We could, in effect, be looking at ourselves through the looking glass. The Extremely Large Telescope will probably be located in the Canary Islands, but you really can try something like this at home. Look at yourself in the mirror. What do you see? Look very carefully. Obviously your left eye is where your right eye ought to be, but there is more than that, something practically impossible to notice and yet fundamental to making sense of the Universe. Your reflection is no longer you. The difference between you as you are now, and you as the mirror represents you, is measurable. This is what you used to look like, a short time (a few nano seconds) ago. But if the speed of light is finite — something that Galileo realised — then everything you see is history.

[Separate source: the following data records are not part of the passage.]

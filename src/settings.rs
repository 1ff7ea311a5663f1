use anyhow::{Context, Result};
use serde::{Deserialize, Serialize};
use std::{fs, path::PathBuf, sync::RwLock};

#[derive(Debug, Clone, Serialize, Deserialize)]
pub struct AiSettings {
    pub enabled: bool,
    pub api_key: String,
    pub base_url: String,
    pub model: String,
    pub blacklist_apps: Vec<String>,
}

impl Default for AiSettings {
    fn default() -> Self {
        Self {
            enabled: false,
            api_key: "YOUR_API_KEY".into(),
            base_url: "https://api.openai.com/v1".into(),
            model: "gpt-4o-mini".into(),
            blacklist_apps: Vec::new(),
        }
    }
}

impl AiSettings {
    /// True when requests can actually be sent: enabled and a real key.
    pub fn usable(&self) -> bool {
        self.enabled && !self.api_key.trim().is_empty() && !self.api_key.starts_with("YOUR")
    }
}

#[derive(Debug, Clone, Serialize, Deserialize)]
pub struct HotkeyConfig {
    pub trigger_key: String,
    /// "double_press", "single_press" or "select_move".
    pub trigger_type: String,
    /// Max gap between presses for double-press detection, in milliseconds.
    pub trigger_interval: u64,
}

impl Default for HotkeyConfig {
    fn default() -> Self {
        Self {
            trigger_key: "Ctrl".into(),
            trigger_type: "double_press".into(),
            trigger_interval: 400,
        }
    }
}

#[derive(Debug, Clone, Serialize, Deserialize, Default)]
struct UserSettings {
    #[serde(default)]
    ai: AiSettings,
    #[serde(default)]
    hotkey: HotkeyConfig,
}

pub struct SettingsStore {
    path: PathBuf,
    data: RwLock<UserSettings>,
}

impl SettingsStore {
    pub fn new(path: PathBuf) -> Result<Self> {
        let data = if path.exists() {
            let contents = fs::read_to_string(&path)
                .with_context(|| format!("Failed to read settings from {}", path.display()))?;
            serde_json::from_str(&contents).unwrap_or_default()
        } else {
            UserSettings::default()
        };

        Ok(Self {
            path,
            data: RwLock::new(data),
        })
    }

    pub fn ai(&self) -> AiSettings {
        self.data.read().unwrap().ai.clone()
    }

    pub fn hotkey(&self) -> HotkeyConfig {
        self.data.read().unwrap().hotkey.clone()
    }

    pub fn update_hotkey(&self, config: HotkeyConfig) -> Result<()> {
        let mut guard = self.data.write().unwrap();
        guard.hotkey = config;
        self.persist(&guard)
    }

    /// Replace the whole settings document from a raw JSON string.
    pub fn replace_raw(&self, raw: &str) -> Result<()> {
        let parsed: UserSettings =
            serde_json::from_str(raw).context("settings payload is not valid")?;
        let mut guard = self.data.write().unwrap();
        *guard = parsed;
        self.persist(&guard)
    }

    pub fn as_value(&self) -> Result<serde_json::Value> {
        Ok(serde_json::to_value(self.data.read().unwrap().clone())?)
    }

    /// Apps on the blacklist never get AI actions offered.
    pub fn is_blacklisted(&self, app_id: &str) -> bool {
        let app_lower = app_id.to_lowercase();
        self.data
            .read()
            .unwrap()
            .ai
            .blacklist_apps
            .iter()
            .any(|entry| {
                let entry_lower = entry.to_lowercase();
                entry_lower == app_lower || app_lower.contains(&entry_lower)
            })
    }

    fn persist(&self, data: &UserSettings) -> Result<()> {
        if let Some(parent) = self.path.parent() {
            fs::create_dir_all(parent)?;
        }
        let serialized = serde_json::to_string_pretty(data)?;
        fs::write(&self.path, serialized)
            .with_context(|| format!("Failed to write settings to {}", self.path.display()))
    }
}

#[cfg(test)]
mod tests {
    use super::*;

    fn temp_settings() -> (tempfile::TempDir, SettingsStore) {
        let dir = tempfile::tempdir().expect("tempdir");
        let store = SettingsStore::new(dir.path().join("settings.json")).expect("store");
        (dir, store)
    }

    #[test]
    fn defaults_disable_ai() {
        let (_dir, store) = temp_settings();
        assert!(!store.ai().usable());
    }

    #[test]
    fn blacklist_matches_are_case_insensitive_and_partial() {
        let (_dir, store) = temp_settings();
        store
            .replace_raw(
                r#"{"ai": {"enabled": true, "api_key": "sk-test", "base_url": "https://x",
                     "model": "m", "blacklist_apps": ["KeePass"]},
                    "hotkey": {"trigger_key": "Ctrl", "trigger_type": "double_press", "trigger_interval": 400}}"#,
            )
            .expect("replace");

        assert!(store.is_blacklisted("keepass.exe"));
        assert!(store.is_blacklisted("KEEPASS"));
        assert!(!store.is_blacklisted("notepad.exe"));
    }

    #[test]
    fn hotkey_update_round_trips_through_disk() {
        let (dir, store) = temp_settings();
        store
            .update_hotkey(HotkeyConfig {
                trigger_key: "Shift".into(),
                trigger_type: "select_move".into(),
                trigger_interval: 250,
            })
            .expect("update");

        let reloaded = SettingsStore::new(dir.path().join("settings.json")).expect("reload");
        let hotkey = reloaded.hotkey();
        assert_eq!(hotkey.trigger_key, "Shift");
        assert_eq!(hotkey.trigger_type, "select_move");
        assert_eq!(hotkey.trigger_interval, 250);
    }
}
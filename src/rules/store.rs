use std::fs;
use std::path::PathBuf;
use std::sync::RwLock;
use std::time::SystemTime;

use anyhow::{Context, Result};
use log::{info, warn};

use super::matcher::CompiledRule;
use super::types::Rule;

/// Built-in rule set used until the user saves their own.
const DEFAULT_RULES_JSON: &str = r#"[
  {
    "meta": { "id": "builtin-url", "name": "Open link", "version": "1.0.0" },
    "scope": { "include": ["*"], "priority": 90 },
    "trigger": {
      "kind": "regex",
      "pattern": "(https?:\\/\\/|www\\.)([\\w_-]+(?:(?:\\.[\\w_-]+)+))([\\w.,@?^=%&:/~+#-]*[\\w@?^=%&/~+#-])?",
      "extraction_pattern": "(https?://|www\\.)[\\x21-\\x7e]+"
    },
    "action": { "kind": "url", "template": "${0}" }
  },
  {
    "meta": { "id": "builtin-path", "name": "Open path", "version": "1.0.0" },
    "scope": { "include": ["*"], "priority": 90 },
    "trigger": {
      "kind": "regex",
      "pattern": "^\\s*[a-zA-Z]:\\\\(?:[^\\\\/:*?\"<>|\\r\\n]+\\\\)*[^\\\\/:*?\"<>|\\r\\n]*\\s*$"
    },
    "action": { "kind": "path" }
  },
  {
    "meta": { "id": "builtin-translate", "name": "Translate", "version": "1.0.0" },
    "scope": { "include": ["*"], "priority": 50 },
    "trigger": { "kind": "regex", "pattern": ".{5,}" },
    "action": { "kind": "ai_translate" }
  },
  {
    "meta": { "id": "builtin-summarize", "name": "Summarize", "version": "1.0.0" },
    "scope": { "include": ["*"], "priority": 40 },
    "trigger": { "kind": "regex", "pattern": ".{100,}" },
    "action": { "kind": "ai_summarize" }
  },
  {
    "meta": { "id": "builtin-local-format", "name": "Tidy up", "version": "1.0.0" },
    "scope": { "include": ["*"], "priority": 35 },
    "trigger": { "kind": "regex", "pattern": ".{50,}" },
    "action": { "kind": "local_format" }
  },
  {
    "meta": { "id": "builtin-ai-format", "name": "AI format", "version": "1.0.0" },
    "scope": { "include": ["*"], "priority": 30 },
    "trigger": { "kind": "regex", "pattern": ".{50,}" },
    "action": { "kind": "ai_process", "template": "format_text" }
  },
  {
    "meta": { "id": "builtin-web-search", "name": "Web search", "version": "1.0.0" },
    "scope": { "include": ["*"], "priority": 10 },
    "trigger": { "kind": "regex", "pattern": ".+" },
    "action": { "kind": "url", "template": "https://www.google.com/search?q=${0}" }
  }
]"#;

/// Holds the loaded rule set with pre-compiled patterns. The file is re-read
/// whenever its mtime advances, so edits from the settings window or an
/// external editor are picked up on the next trigger.
pub struct RuleStore {
    compiled: RwLock<Vec<CompiledRule>>,
    last_mod: RwLock<SystemTime>,
    path: PathBuf,
}

impl RuleStore {
    pub fn new(path: PathBuf) -> Self {
        let store = Self {
            compiled: RwLock::new(Vec::new()),
            last_mod: RwLock::new(SystemTime::UNIX_EPOCH),
            path,
        };
        store.reload_if_changed();
        store
    }

    pub fn config_path(&self) -> PathBuf {
        self.path.clone()
    }

    /// Latest compiled snapshot. Callers get an owned copy so matching never
    /// holds the store lock across an await point.
    pub fn snapshot(&self) -> Vec<CompiledRule> {
        self.reload_if_changed();
        self.compiled.read().unwrap().clone()
    }

    pub fn rules(&self) -> Vec<Rule> {
        self.snapshot().into_iter().map(|c| c.rule).collect()
    }

    /// Validate and persist a raw JSON rule array, then reload.
    pub fn save_raw(&self, raw: &str) -> Result<()> {
        let parsed: serde_json::Value =
            serde_json::from_str(raw).context("rules payload is not valid JSON")?;
        if !parsed.is_array() {
            anyhow::bail!("rules payload must be a JSON array");
        }

        let pretty = serde_json::to_string_pretty(&parsed)?;
        if let Some(parent) = self.path.parent() {
            fs::create_dir_all(parent)?;
        }
        fs::write(&self.path, pretty)
            .with_context(|| format!("failed to write rules to {}", self.path.display()))?;

        self.force_reload();
        info!("rules saved and reloaded from {}", self.path.display());
        Ok(())
    }

    /// Merge rules from another file into the current set, replacing entries
    /// that share a `meta.id`. Returns how many rules were imported.
    pub fn import(&self, source: &str) -> Result<usize> {
        let content = fs::read_to_string(source)
            .with_context(|| format!("failed to read {source}"))?;

        let incoming: Vec<Rule> = match serde_json::from_str::<Vec<Rule>>(&content) {
            Ok(rules) => rules,
            Err(_) => {
                let single: Rule = serde_json::from_str(&content)
                    .context("file is neither a rule nor a rule array")?;
                vec![single]
            }
        };

        if incoming.is_empty() {
            return Ok(0);
        }

        let mut merged = self.rules();
        let count = incoming.len();
        for rule in incoming {
            merged.retain(|existing| existing.meta.id != rule.meta.id);
            merged.push(rule);
        }

        self.save_raw(&serde_json::to_string(&merged)?)?;
        Ok(count)
    }

    /// Reset the mtime marker so the next read re-parses the file.
    pub fn force_reload(&self) {
        *self.last_mod.write().unwrap() = SystemTime::UNIX_EPOCH;
        self.reload_if_changed();
    }

    fn reload_if_changed(&self) {
        if self.path.exists() {
            let mod_time = fs::metadata(&self.path)
                .and_then(|meta| meta.modified())
                .unwrap_or(SystemTime::UNIX_EPOCH);

            let needs_reload = mod_time > *self.last_mod.read().unwrap();
            if !needs_reload {
                return;
            }

            match fs::read_to_string(&self.path) {
                Ok(content) => {
                    let compiled = parse_and_compile(&content);
                    info!(
                        "loaded {} rules from {}",
                        compiled.len(),
                        self.path.display()
                    );
                    *self.compiled.write().unwrap() = compiled;
                    *self.last_mod.write().unwrap() = mod_time;
                }
                Err(err) => warn!("failed to read {}: {}", self.path.display(), err),
            }
            return;
        }

        // No file on disk yet: fall back to the built-in defaults once.
        if self.compiled.read().unwrap().is_empty() {
            let compiled = parse_and_compile(DEFAULT_RULES_JSON);
            info!("no rules file found, using {} built-in rules", compiled.len());
            *self.compiled.write().unwrap() = compiled;
        }
    }
}

/// Parse entries one by one so a single malformed or unknown-kind rule is
/// dropped with a warning instead of discarding the whole file. Duplicate ids
/// keep the first occurrence.
fn parse_and_compile(content: &str) -> Vec<CompiledRule> {
    let entries: Vec<serde_json::Value> = match serde_json::from_str(content) {
        Ok(entries) => entries,
        Err(err) => {
            warn!("rules file is not a JSON array: {err}");
            return Vec::new();
        }
    };

    let mut seen_ids = std::collections::HashSet::new();
    let mut compiled = Vec::with_capacity(entries.len());
    for (index, entry) in entries.into_iter().enumerate() {
        match serde_json::from_value::<Rule>(entry) {
            Ok(rule) => {
                if !seen_ids.insert(rule.meta.id.clone()) {
                    warn!("duplicate rule id '{}' at index {index}, skipping", rule.meta.id);
                    continue;
                }
                compiled.push(CompiledRule::compile(rule));
            }
            Err(err) => warn!("skipping rule at index {index}: {err}"),
        }
    }
    compiled
}

#[cfg(test)]
mod tests {
    use super::*;

    fn temp_store() -> (tempfile::TempDir, RuleStore) {
        let dir = tempfile::tempdir().expect("tempdir");
        let store = RuleStore::new(dir.path().join("actions.json"));
        (dir, store)
    }

    #[test]
    fn builtin_defaults_load_when_file_is_missing() {
        let (_dir, store) = temp_store();
        let rules = store.rules();
        assert!(!rules.is_empty());
        assert!(rules.iter().any(|r| r.meta.id == "builtin-url"));
        assert!(rules.iter().any(|r| r.meta.id == "builtin-web-search"));
    }

    #[test]
    fn save_raw_replaces_the_loaded_set() {
        let (_dir, store) = temp_store();
        let raw = r#"[{
            "meta": {"id": "only", "name": "Only", "version": "1.0.0"},
            "scope": {"include": ["*"], "priority": 1},
            "trigger": {"kind": "keyword", "pattern": "x"},
            "action": {"kind": "local_format"}
        }]"#;

        store.save_raw(raw).expect("save should succeed");
        let rules = store.rules();
        assert_eq!(rules.len(), 1);
        assert_eq!(rules[0].meta.id, "only");
    }

    #[test]
    fn save_raw_rejects_non_array_payloads() {
        let (_dir, store) = temp_store();
        assert!(store.save_raw(r#"{"not": "an array"}"#).is_err());
        assert!(store.save_raw("definitely not json").is_err());
    }

    #[test]
    fn malformed_entries_are_skipped_not_fatal() {
        let (_dir, store) = temp_store();
        let raw = r#"[
            {"meta": {"id": "good", "name": "Good", "version": "1.0.0"},
             "scope": {"include": ["*"], "priority": 1},
             "trigger": {"kind": "keyword", "pattern": "x"},
             "action": {"kind": "local_format"}},
            {"meta": {"id": "bad", "name": "Bad", "version": "1.0.0"},
             "scope": {"include": ["*"], "priority": 1},
             "trigger": {"kind": "keyword", "pattern": "x"},
             "action": {"kind": "does_not_exist"}}
        ]"#;

        store.save_raw(raw).expect("save should succeed");
        let rules = store.rules();
        assert_eq!(rules.len(), 1);
        assert_eq!(rules[0].meta.id, "good");
    }

    #[test]
    fn import_merges_by_id() {
        let (dir, store) = temp_store();
        let initial = store.rules();
        let initial_len = initial.len();

        let import_path = dir.path().join("shared.json");
        let replacement = r#"{
            "meta": {"id": "builtin-url", "name": "Open link (custom)", "version": "2.0.0"},
            "scope": {"include": ["*"], "priority": 95},
            "trigger": {"kind": "regex", "pattern": "https?://"},
            "action": {"kind": "url", "template": "${0}"}
        }"#;
        fs::write(&import_path, replacement).expect("write import file");

        let count = store
            .import(import_path.to_str().unwrap())
            .expect("import should succeed");
        assert_eq!(count, 1);

        let rules = store.rules();
        assert_eq!(rules.len(), initial_len);
        let url_rule = rules
            .iter()
            .find(|r| r.meta.id == "builtin-url")
            .expect("replaced rule present");
        assert_eq!(url_rule.meta.version, "2.0.0");
    }
}
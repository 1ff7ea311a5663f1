pub mod coordinator;

pub use coordinator::{WindowCoordinator, MAIN_LABEL, POPUP_LABEL};
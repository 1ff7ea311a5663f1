use chrono::{DateTime, Utc};
use serde::Serialize;
use uuid::Uuid;

use crate::capture::CaptureContext;
use crate::dispatch::ActionResult;
use crate::rules::Rule;

/// Overlay lifecycle. `ShowingResult` and `Closed` are terminal content
/// states; a new capture restarts at `AwaitingSelection` from anywhere.
#[derive(Debug, Clone, Copy, PartialEq, Eq, Serialize)]
#[serde(rename_all = "camelCase")]
pub enum OverlayPhase {
    AwaitingSelection,
    Executing,
    ShowingResult,
    Closed,
}

/// State of one trigger-to-dismissal lifecycle. The generation stamp ties
/// asynchronous dispatch results back to the session that started them.
#[derive(Debug, Clone, Serialize)]
#[serde(rename_all = "camelCase")]
pub struct Session {
    pub generation: u64,
    pub id: String,
    pub context: CaptureContext,
    pub candidates: Vec<Rule>,
    pub selected_index: usize,
    pub result: Option<ActionResult>,
    pub phase: OverlayPhase,
    pub started_at: DateTime<Utc>,
}

/// A dispatch the controller still has to run: everything the spawned task
/// needs, detached from the session lock.
#[derive(Debug, Clone)]
pub struct PendingDispatch {
    pub generation: u64,
    pub rule: Rule,
    pub text: String,
}

/// The single active session slot plus the generation counter. All transition
/// rules live here; the controller only adds window/event side effects.
#[derive(Debug, Default)]
pub struct OverlayState {
    next_generation: u64,
    session: Option<Session>,
}

impl OverlayState {
    pub fn new() -> Self {
        Self::default()
    }

    /// Start a session for a fresh capture, discarding any session in flight.
    /// Returns the snapshot to publish and whether this replaced a visible
    /// session (which must reset the popup to its compact footprint).
    pub fn begin(&mut self, context: CaptureContext, candidates: Vec<Rule>) -> (Session, bool) {
        let restarted = self
            .session
            .as_ref()
            .is_some_and(|s| s.phase != OverlayPhase::Closed);

        self.next_generation += 1;
        let session = Session {
            generation: self.next_generation,
            id: Uuid::new_v4().to_string(),
            context,
            candidates,
            selected_index: 0,
            result: None,
            phase: OverlayPhase::AwaitingSelection,
            started_at: Utc::now(),
        };
        self.session = Some(session.clone());
        (session, restarted)
    }

    /// Activate the candidate at `index`. Only legal while awaiting a
    /// selection, which also bars a second dispatch from starting.
    pub fn select(&mut self, index: usize) -> Option<PendingDispatch> {
        let session = self.session.as_mut()?;
        if session.phase != OverlayPhase::AwaitingSelection || index >= session.candidates.len() {
            return None;
        }

        session.selected_index = index;
        session.phase = OverlayPhase::Executing;
        Some(PendingDispatch {
            generation: session.generation,
            rule: session.candidates[index].clone(),
            text: session.context.text.clone(),
        })
    }

    /// Digit keys 1-9 map to candidate indexes 0-8; out-of-range digits are
    /// ignored.
    pub fn digit(&mut self, digit: u8) -> Option<PendingDispatch> {
        if !(1..=9).contains(&digit) {
            return None;
        }
        self.select(usize::from(digit) - 1)
    }

    /// Enter activates whatever the keyboard index currently points at.
    pub fn activate_current(&mut self) -> Option<PendingDispatch> {
        let index = self.session.as_ref()?.selected_index;
        self.select(index)
    }

    /// Move the keyboard index by `delta`, clamped to the candidate range.
    /// No wraparound. Returns whether the index changed.
    pub fn move_selection(&mut self, delta: i64) -> bool {
        let Some(session) = self.session.as_mut() else {
            return false;
        };
        if session.phase != OverlayPhase::AwaitingSelection || session.candidates.is_empty() {
            return false;
        }

        let max_index = (session.candidates.len() - 1) as i64;
        let next = (session.selected_index as i64 + delta).clamp(0, max_index) as usize;
        let changed = next != session.selected_index;
        session.selected_index = next;
        changed
    }

    /// Apply a dispatch result. Stale results (generation mismatch, or the
    /// session already left `Executing`) are dropped, not applied.
    pub fn apply_result(&mut self, generation: u64, result: ActionResult) -> bool {
        match self.session.as_mut() {
            Some(session)
                if session.generation == generation && session.phase == OverlayPhase::Executing =>
            {
                session.result = Some(result);
                session.phase = OverlayPhase::ShowingResult;
                true
            }
            _ => false,
        }
    }

    /// A non-script handler failed: quietly return to the candidate strip so
    /// the user can retry.
    pub fn fail_executing(&mut self, generation: u64) -> bool {
        match self.session.as_mut() {
            Some(session)
                if session.generation == generation && session.phase == OverlayPhase::Executing =>
            {
                session.result = None;
                session.phase = OverlayPhase::AwaitingSelection;
                true
            }
            _ => false,
        }
    }

    /// Fire-and-forget kinds close the overlay as soon as dispatch starts the
    /// OS call; the session just has to still be the current one.
    pub fn close_if_current(&mut self, generation: u64) -> bool {
        match self.session.as_mut() {
            Some(session)
                if session.generation == generation && session.phase == OverlayPhase::Executing =>
            {
                session.phase = OverlayPhase::Closed;
                true
            }
            _ => false,
        }
    }

    /// Result text available for copying, only while a result is shown.
    pub fn result_text(&self) -> Option<String> {
        let session = self.session.as_ref()?;
        if session.phase != OverlayPhase::ShowingResult {
            return None;
        }
        session.result.as_ref().map(|r| r.text.clone())
    }

    /// Escape, blur or an explicit close. Returns whether anything was open.
    pub fn dismiss(&mut self) -> bool {
        match self.session.as_mut() {
            Some(session) if session.phase != OverlayPhase::Closed => {
                session.phase = OverlayPhase::Closed;
                true
            }
            _ => false,
        }
    }

    pub fn snapshot(&self) -> Option<Session> {
        self.session.clone()
    }

    pub fn current_generation(&self) -> Option<u64> {
        self.session.as_ref().map(|s| s.generation)
    }

    pub fn phase(&self) -> Option<OverlayPhase> {
        self.session.as_ref().map(|s| s.phase)
    }
}

#[cfg(test)]
mod tests {
    use super::*;
    use crate::rules::types::{ActionSpec, RuleMeta, RuleScope, TriggerSpec};

    fn candidate(id: &str) -> Rule {
        Rule {
            meta: RuleMeta {
                id: id.to_string(),
                name: id.to_string(),
                version: "1.0.0".to_string(),
            },
            scope: RuleScope {
                include: vec!["*".to_string()],
                priority: 10,
            },
            trigger: TriggerSpec::Keyword {
                pattern: "x".to_string(),
            },
            action: ActionSpec::LocalFormat,
        }
    }

    fn context(text: &str) -> CaptureContext {
        CaptureContext {
            text: text.to_string(),
            app_id: "app".to_string(),
            origin: None,
        }
    }

    fn state_with_candidates(n: usize) -> OverlayState {
        let mut state = OverlayState::new();
        let candidates = (0..n).map(|i| candidate(&format!("c{i}"))).collect();
        state.begin(context("captured text"), candidates);
        state
    }

    #[test]
    fn digit_out_of_range_is_a_no_op() {
        let mut state = state_with_candidates(5);
        assert!(state.digit(7).is_none());
        assert_eq!(state.phase(), Some(OverlayPhase::AwaitingSelection));
    }

    #[test]
    fn digit_three_selects_index_two() {
        let mut state = state_with_candidates(5);
        let pending = state.digit(3).expect("digit 3 should dispatch");
        assert_eq!(pending.rule.meta.id, "c2");
        assert_eq!(state.phase(), Some(OverlayPhase::Executing));
    }

    #[test]
    fn digit_zero_is_ignored() {
        let mut state = state_with_candidates(5);
        assert!(state.digit(0).is_none());
    }

    #[test]
    fn arrows_clamp_without_wraparound() {
        let mut state = state_with_candidates(3);
        assert!(!state.move_selection(-1));
        assert_eq!(state.snapshot().unwrap().selected_index, 0);

        assert!(state.move_selection(1));
        assert!(state.move_selection(1));
        assert!(!state.move_selection(1));
        assert_eq!(state.snapshot().unwrap().selected_index, 2);
    }

    #[test]
    fn enter_activates_the_current_keyboard_index() {
        let mut state = state_with_candidates(4);
        state.move_selection(1);
        state.move_selection(1);
        let pending = state.activate_current().expect("enter should dispatch");
        assert_eq!(pending.rule.meta.id, "c2");
    }

    #[test]
    fn selecting_while_executing_is_barred() {
        let mut state = state_with_candidates(3);
        assert!(state.select(0).is_some());
        assert!(state.select(1).is_none());
    }

    #[test]
    fn result_moves_session_to_showing_result() {
        let mut state = state_with_candidates(2);
        let pending = state.select(1).unwrap();
        assert!(state.apply_result(
            pending.generation,
            ActionResult {
                text: "done".to_string(),
                kind: "local_format".to_string(),
            },
        ));
        assert_eq!(state.phase(), Some(OverlayPhase::ShowingResult));
        assert_eq!(state.result_text().as_deref(), Some("done"));
    }

    #[test]
    fn stale_result_does_not_touch_the_new_session() {
        let mut state = state_with_candidates(2);
        let pending_a = state.select(0).expect("session A dispatch");

        // A new capture arrives and replaces the session before A resolves.
        let (session_b, restarted) = state.begin(context("fresh"), vec![candidate("b0")]);
        assert!(restarted);

        let applied = state.apply_result(
            pending_a.generation,
            ActionResult {
                text: "stale".to_string(),
                kind: "translate".to_string(),
            },
        );
        assert!(!applied);

        let current = state.snapshot().unwrap();
        assert_eq!(current.generation, session_b.generation);
        assert_eq!(current.phase, OverlayPhase::AwaitingSelection);
        assert!(current.result.is_none());
    }

    #[test]
    fn failure_returns_to_awaiting_selection() {
        let mut state = state_with_candidates(2);
        let pending = state.select(0).unwrap();
        assert!(state.fail_executing(pending.generation));
        assert_eq!(state.phase(), Some(OverlayPhase::AwaitingSelection));
        assert!(state.result_text().is_none());
    }

    #[test]
    fn fire_and_forget_close_only_applies_to_current_generation() {
        let mut state = state_with_candidates(1);
        let pending = state.select(0).unwrap();
        state.begin(context("newer"), vec![candidate("n0")]);
        assert!(!state.close_if_current(pending.generation));
        assert_eq!(state.phase(), Some(OverlayPhase::AwaitingSelection));
    }

    #[test]
    fn dismiss_closes_from_any_phase() {
        let mut state = state_with_candidates(2);
        assert!(state.dismiss());
        assert_eq!(state.phase(), Some(OverlayPhase::Closed));
        assert!(!state.dismiss());
    }

    #[test]
    fn new_capture_restarts_after_a_result() {
        let mut state = state_with_candidates(1);
        let pending = state.select(0).unwrap();
        state.apply_result(
            pending.generation,
            ActionResult {
                text: "old".to_string(),
                kind: "script".to_string(),
            },
        );

        let (session, restarted) = state.begin(context("new text"), vec![candidate("n")]);
        assert!(restarted);
        assert_eq!(session.phase, OverlayPhase::AwaitingSelection);
        assert_eq!(session.selected_index, 0);
        assert!(session.result.is_none());
    }

    #[test]
    fn first_show_is_not_a_restart() {
        let mut state = OverlayState::new();
        let (_, restarted) = state.begin(context("text"), vec![candidate("c")]);
        assert!(!restarted);
    }
}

To see the more distant past it is only necessary to hold the mirror farther away from the object. If we want to finally work out who really killed Kennedy, all we need to do is nip over (assuming instantaneous matter transportation) to a planet some 46 light years from here and we should be able to inspect the grassy knoll (with an Extremely Large Telescope) at our leisure. Similarly, the Battle of Waterloo, the birth of Christ or the building of the pyramids — we just need to go the extra few million miles.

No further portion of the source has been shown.